I've tried a couple of times this year to demolish "Working on the Cage." But the fact is I enjoy it too much. Several posts have been taken down that I thought unseemly. Some, such as my post about the school athletic mascot and the ethic of toughness, we've taken down, reposted and then taken down again. If this has led to any frustration out there, the Cage and I apologize.

A few posts have been popular. Any blogger should know or learn fast that popularity of posts depends upon the support of others who care to link to your blog. The Cage's first benefactor was The Polk Street Review who helped promote a poem about Dante on their Facebook page. The Polk Street Review also promoted a post I did in November, a pro-writing essay about their third issue launch party. Another thing bloggers ought to know is that political screeds also have a penchant for virality. The Alexander Hamilton Awareness Society helped to promote the most popular post on this blog, The Lost Art of Alexander Hamilton, on the AHAS Facebook page. So, thanks to The Polk Street Review and The Alexander Hamilton Awareness Society for thinking the Cage has been worthwhile.

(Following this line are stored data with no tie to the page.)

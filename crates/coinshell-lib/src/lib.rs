//! Library for browsing cryptocurrency market data.
//!
//! This is a facade crate that re-exports functionality from the coinshell
//! workspace crates for convenient access.
//!
//! # Quick Start
//!
//! ```ignore
//! use coinshell_lib::prelude::*;
//!
//! #[tokio::main]
//! async fn main() -> Result<(), Box<dyn std::error::Error>> {
//!     let client = ApiClient::with_defaults()?;
//!     let gecko = CoinGecko::new(client, Endpoints::default().coingecko);
//!
//!     let coin = gecko.resolve("btc", None).await?;
//!     let candles = gecko.fetch_series(&coin, &SeriesRequest::default()).await?;
//!     println!("{}", render_candles(&candles, &coin.to_string()));
//!
//!     Ok(())
//! }
//! ```

#![doc = include_str!("../README.md")]
#![doc(issue_tracker_base_url = "https://github.com/factordynamics/coinshell/issues/")]
#![cfg_attr(docsrs, feature(doc_cfg, doc_auto_cfg))]
#![warn(missing_docs)]
#![forbid(unsafe_code)]

// Re-export core types
pub use coinshell_types::*;

// Re-export HTTP plumbing
#[cfg(feature = "fetch")]
pub use coinshell_fetch::{ApiClient, ClientConfig, Endpoints, FetchError, scrape, url};

// Re-export providers
#[cfg(feature = "providers")]
pub use coinshell_providers::{
    Binance, Catalog, CatalogEntry, CoinGecko, CoinPaprika, DEFAULT_QUOTE, DEPTH_LIMITS,
    DiscoverCategory, GeckoWeb, MarketDataProvider, MockProvider, OHLC_DAYS, Period,
    ProviderError, ProviderRegistry, ProviderResult, ReportKind, ReportOptions, SERIES_QUOTES,
    SearchCategory, SeriesRequest, TickerView, TreasuryCoin,
};

// Re-export formatters
#[cfg(feature = "format")]
pub use coinshell_format::{
    ChartOptions, CsvFormatter, DEFAULT_MAX_COLUMN_WIDTH, FormatError, Formatter, JsonFormatter,
    JsonStyle, OutputFormat, RenderOptions, Renderer, TextFormatter, render_candles,
    render_table,
};

/// Prelude module for convenient imports.
///
/// ```
/// use coinshell_lib::prelude::*;
/// ```
pub mod prelude {
    pub use coinshell_types::{
        Candle, Cell, CoinRef, CoinshellError, Interval, ProviderTag, Result, Table, Window,
    };

    #[cfg(feature = "fetch")]
    pub use coinshell_fetch::{ApiClient, ClientConfig, Endpoints};

    #[cfg(feature = "providers")]
    pub use coinshell_providers::{
        Binance, CoinGecko, CoinPaprika, GeckoWeb, MarketDataProvider, ProviderRegistry,
        ReportKind, ReportOptions, SeriesRequest,
    };

    #[cfg(feature = "format")]
    pub use coinshell_format::{OutputFormat, RenderOptions, Renderer, render_candles};
}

Sometimes, however, a post becomes popular for reasons you never really know. A rather miscellaneous post about Poe's "MS. Found in a Bottle" seems to get found again and again and continues to rise in popularity. We hope that if it is being used in other writing it is correctly cited... but remain in any case flattered.

Perhaps we've posted too many elegies here. The unavoidable one was for Seamus Heaney, whose words  inspired the title for the the Cage. Heaney was one of the first contemporary poets I appreciated.

The future of the Cage? Unknown. Every time I write it seems to be an unlikely event, increasingly so as I seek means for income. The supply of old poems has run dry. New poems will, for the most part, not appear here, though the Cage will announce the rare news of their publication. The Cage is committed, however, to provide a haiku bonanza next month!

If you are reading this, and certainly you must be, the Cage and I thank you. It has been a fun year. Best wishes.